(To do):
Examine the records below. Report how many of their lines contain the word "CityRegistry", with no other content.

─── Information given

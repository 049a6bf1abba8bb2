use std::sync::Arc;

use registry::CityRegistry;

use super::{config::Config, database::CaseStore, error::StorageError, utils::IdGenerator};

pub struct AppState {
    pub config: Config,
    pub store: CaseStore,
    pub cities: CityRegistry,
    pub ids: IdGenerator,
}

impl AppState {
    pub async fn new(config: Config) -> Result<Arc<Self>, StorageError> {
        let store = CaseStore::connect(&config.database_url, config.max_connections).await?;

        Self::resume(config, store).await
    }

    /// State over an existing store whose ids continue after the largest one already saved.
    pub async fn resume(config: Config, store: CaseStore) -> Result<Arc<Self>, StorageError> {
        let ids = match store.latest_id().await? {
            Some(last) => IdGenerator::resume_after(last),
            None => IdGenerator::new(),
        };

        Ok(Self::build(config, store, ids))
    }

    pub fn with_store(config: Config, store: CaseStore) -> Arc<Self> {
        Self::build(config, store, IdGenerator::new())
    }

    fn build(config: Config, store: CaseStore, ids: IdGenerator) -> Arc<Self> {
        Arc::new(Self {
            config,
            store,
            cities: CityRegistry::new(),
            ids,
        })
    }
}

──────

(Result below):
3